Jay: What is the role of OSINT in the effort to evacuate our Afghan allies?
Jordan: The OSINT community used their skills to identify Taliban checkpoint locations by correlating images with Google Maps imagery to pinpoint how to keep our allies safe in hiding inside the country and help them escape across the border to Pakistan. Others used satellite imagery to assess checkpoints and border crossings.
Another OSINT contribution was the creation of a database for manifesting Afghans on evacuation flights: GetEvacuated.com (no longer available). This was the work of John Casano and team at Strike Labs.io and was a mechanism to safely and securely collect information to facilitate the manifesting of our Afghan allies on flights to safety in the West. The scale of the effort was impressive: it registered the information of 32,000 individuals. For example, the tool could output spreadsheets in formats required by U.S. Department of State intake processes.

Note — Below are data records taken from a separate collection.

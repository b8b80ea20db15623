//! Fixed-point macro substitution on a single line.
//!
//! Matching is plain substring search with no word boundaries, so a macro named
//! `MAX` also rewrites the `MAX` inside `MAXIMUM`. Trying longer names first
//! only narrows this down.

use super::registry::MacroRegistry;

use memchr::memmem;

#[derive(Debug, Clone, Copy, PartialEq, Eq)]
pub struct SubstituteLimits {
    pub max_rewrites: usize,
    pub max_line_length: usize,
}

#[derive(Debug, Clone, Copy, PartialEq, Eq)]
pub enum SubstituteError {
    NonConvergent { rewrites: usize },
    LineTooLong { length: usize, limit: usize },
}

/// Rewrite `line` until no registered name occurs in it.
///
/// After every replacement the scan restarts at the head of the registry, so a
/// value that contains another macro's name gets expanded as well. Returns the
/// number of replacements made.
///
/// Outgrowing the line limit is non-convergence if some replacement put its own
/// macro name back into the line, and `LineTooLong` otherwise.
pub fn substitute_line(
    line: &mut Vec<u8>,
    registry: &MacroRegistry,
    limits: &SubstituteLimits,
) -> Result<usize, SubstituteError> {
    let macros = registry.as_slice();
    let mut rewrites = 0;
    let mut reintroduced = false;
    let mut index = 0;

    while index < macros.len() {
        let current = &macros[index];
        let name = current.name();
        let Some(pos) = memmem::find(line, name) else {
            index += 1;
            continue;
        };

        if rewrites == limits.max_rewrites {
            return Err(SubstituteError::NonConvergent { rewrites });
        }
        let value = current.value();
        line.splice(pos..pos + name.len(), value.iter().copied());
        rewrites += 1;

        // Any occurrence overlapping the inserted value.
        let start = pos.saturating_sub(name.len() - 1);
        let end = (pos + value.len() + name.len() - 1).min(line.len());
        if memmem::find(&line[start..end], name).is_some() {
            reintroduced = true;
        }

        if line.len() > limits.max_line_length {
            if reintroduced {
                return Err(SubstituteError::NonConvergent { rewrites });
            }
            return Err(SubstituteError::LineTooLong {
                length: line.len(),
                limit: limits.max_line_length,
            });
        }
        index = 0;
    }

    Ok(rewrites)
}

A parallel effort was run by a firm called Quiet Professionals, which created a database of Afghans seeking evacuation that used ArcGIS to track locations. That tool also enabled at-risk individuals to upload copies of critical documents like passports, marriage certificates, and SIV recommendation letters. (The Taliban understood how vital these were to our allies reaching safety and soon began confiscating and destroying them.)

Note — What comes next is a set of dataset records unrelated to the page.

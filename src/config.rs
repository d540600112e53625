use tracing::warn;

/// Client configuration (api base url, endpoints, timeouts, drain policy)
#[derive(Debug, Clone)]
pub struct ClientConfig {
    pub api_base_url: String,
    pub http_timeout_secs: u64,
    /// App version sent in X-App-Version header for debugging version skew
    pub app_version: String,
    pub login_path: String,
    pub refresh_path: String,
    pub profile_path: String,
    /// Route the UI shell shows when the session is gone
    pub sign_in_route: String,
    pub probe_urls: Vec<String>,
    /// None disables the connectivity probe loop (the shell drives `set_online` itself)
    pub probe_interval_secs: Option<u64>,
    /// Periodic drain in addition to online transitions. Off by default.
    pub drain_interval_secs: Option<u64>,
    pub drain_on_start: bool,
    pub token_key: String,
    pub queue_key: String,
    pub last_user_key: String,
    pub last_drain_key: String,
}

impl Default for ClientConfig {
    fn default() -> Self {
        Self {
            api_base_url: "http://localhost:8080/api".to_string(),
            http_timeout_secs: 30,
            app_version: env!("CARGO_PKG_VERSION").to_string(),
            login_path: "/login".to_string(),
            refresh_path: "/refresh".to_string(),
            profile_path: "/me".to_string(),
            sign_in_route: "/signin".to_string(),
            probe_urls: vec![
                "https://www.cloudflare.com/cdn-cgi/trace".to_string(),
                "https://www.google.com/generate_204".to_string(),
            ],
            probe_interval_secs: Some(15),
            drain_interval_secs: None,
            drain_on_start: false,
            token_key: "token".to_string(),
            queue_key: "offline_queue".to_string(),
            last_user_key: "last_user_id".to_string(),
            last_drain_key: "last_drain_at".to_string(),
        }
    }
}

impl ClientConfig {
    /// Defaults overlaid with BIZDESK_* environment variables.
    pub fn from_env() -> Self {
        Self::from_lookup(|key| std::env::var(key).ok())
    }

    pub(crate) fn from_lookup<F>(lookup: F) -> Self
    where
        F: Fn(&str) -> Option<String>,
    {
        let mut config = Self::default();
        if let Some(url) = lookup("BIZDESK_API_URL") {
            config.api_base_url = url.trim_end_matches('/').to_string();
        }
        if let Some(secs) = parse_u64(&lookup, "BIZDESK_HTTP_TIMEOUT_SECS") {
            config.http_timeout_secs = secs;
        }
        if let Some(raw) = lookup("BIZDESK_PROBE_INTERVAL_SECS") {
            // 0 switches the probe off
            config.probe_interval_secs = match raw.trim().parse::<u64>() {
                Ok(0) => None,
                Ok(secs) => Some(secs),
                Err(e) => {
                    warn!("[CONFIG] Ignoring BIZDESK_PROBE_INTERVAL_SECS={:?}: {}", raw, e);
                    config.probe_interval_secs
                }
            };
        }
        if let Some(secs) = parse_u64(&lookup, "BIZDESK_DRAIN_INTERVAL_SECS") {
            config.drain_interval_secs = (secs > 0).then_some(secs);
        }
        if let Some(raw) = lookup("BIZDESK_DRAIN_ON_START") {
            config.drain_on_start = matches!(raw.trim(), "1" | "true" | "yes");
        }
        config
    }

    /// Zero intervals mean "off"; `tokio::time::interval` rejects them.
    pub fn normalized(mut self) -> Self {
        if self.probe_interval_secs == Some(0) {
            warn!("[CONFIG] probe_interval_secs = 0, connectivity probe disabled");
            self.probe_interval_secs = None;
        }
        if self.drain_interval_secs == Some(0) {
            warn!("[CONFIG] drain_interval_secs = 0, periodic drain disabled");
            self.drain_interval_secs = None;
        }
        if self.http_timeout_secs == 0 {
            warn!("[CONFIG] http_timeout_secs = 0, using default");
            self.http_timeout_secs = Self::default().http_timeout_secs;
        }
        self
    }

    /// Resolve a request url: absolute urls pass through, paths are joined to the base.
    pub fn resolve_url(&self, url: &str) -> String {
        if url.starts_with("http://") || url.starts_with("https://") {
            return url.to_string();
        }
        let base = self.api_base_url.trim_end_matches('/');
        if url.starts_with('/') {
            format!("{}{}", base, url)
        } else {
            format!("{}/{}", base, url)
        }
    }

    /// Path of a request relative to the API base, without query string.
    pub fn endpoint_path<'a>(&self, url: &'a str) -> &'a str {
        let base = self.api_base_url.trim_end_matches('/');
        let path = url.strip_prefix(base).unwrap_or(url);
        path.split('?').next().unwrap_or(path)
    }

    /// Login and refresh calls never trigger a refresh and are never queued.
    pub fn is_auth_endpoint(&self, url: &str) -> bool {
        let path = self.endpoint_path(url);
        path == self.login_path || path == self.refresh_path
    }
}

fn parse_u64<F>(lookup: &F, key: &str) -> Option<u64>
where
    F: Fn(&str) -> Option<String>,
{
    let raw = lookup(key)?;
    match raw.trim().parse::<u64>() {
        Ok(v) => Some(v),
        Err(e) => {
            warn!("[CONFIG] Ignoring {}={:?}: {}", key, raw, e);
            None
        }
    }
}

(Anyone who was involved in the evac effort can tell you that hastily manually filling out absolutely endless spreadsheets, each with a different format, was so time consuming and repetitive, it became a bad joke during the end of 2021. The goal of these exercises was to secure one of the extremely few seats on elusive evacuation flights for our Afghan allies.)

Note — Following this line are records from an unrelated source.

use thiserror::Error;

/// Failure of the durable key-value layer (SQLite, memory, encryption).
#[derive(Debug, Error)]
pub enum StorageError {
    #[error("database: {0}")]
    Database(#[from] rusqlite::Error),
    #[error("encryption: {0}")]
    Encryption(String),
    #[error("serialization: {0}")]
    Serialization(#[from] serde_json::Error),
    #[error("storage lock poisoned: {0}")]
    Poisoned(String),
    #[error("io: {0}")]
    Io(#[from] std::io::Error),
}

/// The request never produced an HTTP response.
#[derive(Debug, Clone, Error, PartialEq, Eq)]
pub enum TransportError {
    #[error("network: {0}")]
    Network(String),
    #[error("timed out: {0}")]
    Timeout(String),
    /// The request could not be built (bad url, bad header). Not retryable.
    #[error("invalid request: {0}")]
    InvalidRequest(String),
    /// A status arrived but the body could not be read. The server may have
    /// acted on the request, so it must not be sent again.
    #[error("response body unreadable: {0}")]
    BodyRead(String),
}

impl TransportError {
    /// Whether a later replay of the same request could succeed.
    pub fn is_retryable(&self) -> bool {
        !matches!(
            self,
            TransportError::InvalidRequest(_) | TransportError::BodyRead(_)
        )
    }
}

/// Why exchanging the stale token for a new one failed.
#[derive(Debug, Clone, Error, PartialEq, Eq)]
pub enum RefreshError {
    #[error("refresh transport: {0}")]
    Transport(#[from] TransportError),
    #[error("refresh rejected with status {0}")]
    Rejected(u16),
    #[error("malformed refresh response: {0}")]
    Malformed(String),
    #[error("no session token to refresh")]
    NoToken,
    #[error("session ended while waiting for refresh")]
    SessionEnded,
}

/// Errors surfaced to callers of the request client.
#[derive(Debug, Error)]
pub enum ApiError {
    /// No connectivity and the request is not one that can be queued.
    #[error("offline")]
    Offline,
    #[error("transport: {0}")]
    Transport(#[from] TransportError),
    /// Any non-success status other than a recoverable 401. Passed through verbatim.
    #[error("HTTP {status}: {body}")]
    Http { status: u16, body: String },
    /// Session refresh failed; the session has been torn down.
    #[error("refresh failed: {0}")]
    RefreshFailed(#[source] RefreshError),
    #[error("unexpected response body: {0}")]
    Decode(String),
    #[error("queue storage: {0}")]
    Storage(#[from] StorageError),
}

impl ApiError {
    pub fn status(&self) -> Option<u16> {
        match self {
            ApiError::Http { status, .. } => Some(*status),
            _ => None,
        }
    }

    pub fn is_unauthorized(&self) -> bool {
        self.status() == Some(401)
    }
}

/// Map storage failures to messages a UI shell can show as-is.
pub fn storage_error_to_user_message(e: &StorageError) -> String {
    use rusqlite::ffi::ErrorCode;
    if let StorageError::Database(rusqlite::Error::SqliteFailure(ffi_err, _)) = e {
        match ffi_err.code {
            ErrorCode::DiskFull => return "Offline queue unavailable (Disk Full?)".to_string(),
            ErrorCode::ReadOnly | ErrorCode::CannotOpen => {
                return "Offline queue unavailable (Permission denied?)".to_string()
            }
            ErrorCode::SystemIoFailure => {
                return "Offline queue unavailable (I/O error?)".to_string()
            }
            _ => {}
        }
    }
    format!("Failed to persist: {}", e)
}

#[cfg(test)]
mod tests {
    use super::*;

    #[test]
    fn test_transport_error_retryable() {
        assert!(TransportError::Network("reset".into()).is_retryable());
        assert!(TransportError::Timeout("2s".into()).is_retryable());
        assert!(!TransportError::InvalidRequest("bad url".into()).is_retryable());
        assert!(!TransportError::BodyRead("eof".into()).is_retryable());
    }

    #[test]
    fn test_api_error_status() {
        let err = ApiError::Http {
            status: 401,
            body: String::new(),
        };
        assert!(err.is_unauthorized());
        assert_eq!(ApiError::Offline.status(), None);
    }

    #[test]
    fn test_disk_full_message() {
        let err = StorageError::Database(rusqlite::Error::SqliteFailure(
            rusqlite::ffi::Error::new(rusqlite::ffi::SQLITE_FULL),
            None,
        ));
        assert_eq!(
            storage_error_to_user_message(&err),
            "Offline queue unavailable (Disk Full?)"
        );
    }
}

The database had the auxiliary benefit of providing us advocates with proxy data (mimicking State Department data that was protected by NDA) showing that the U.S. immigration pathways that were prioritized and had the highest likelihood of actually resulting in resettlement were those with the fewest proportion of female principal applicants. One of my friends in the Afghan evac effort, Katie Howard, said something about this that has stuck in my head ever since: “The best way for Afghan women and girls to gain admission to the U.S. is as wives or daughters.”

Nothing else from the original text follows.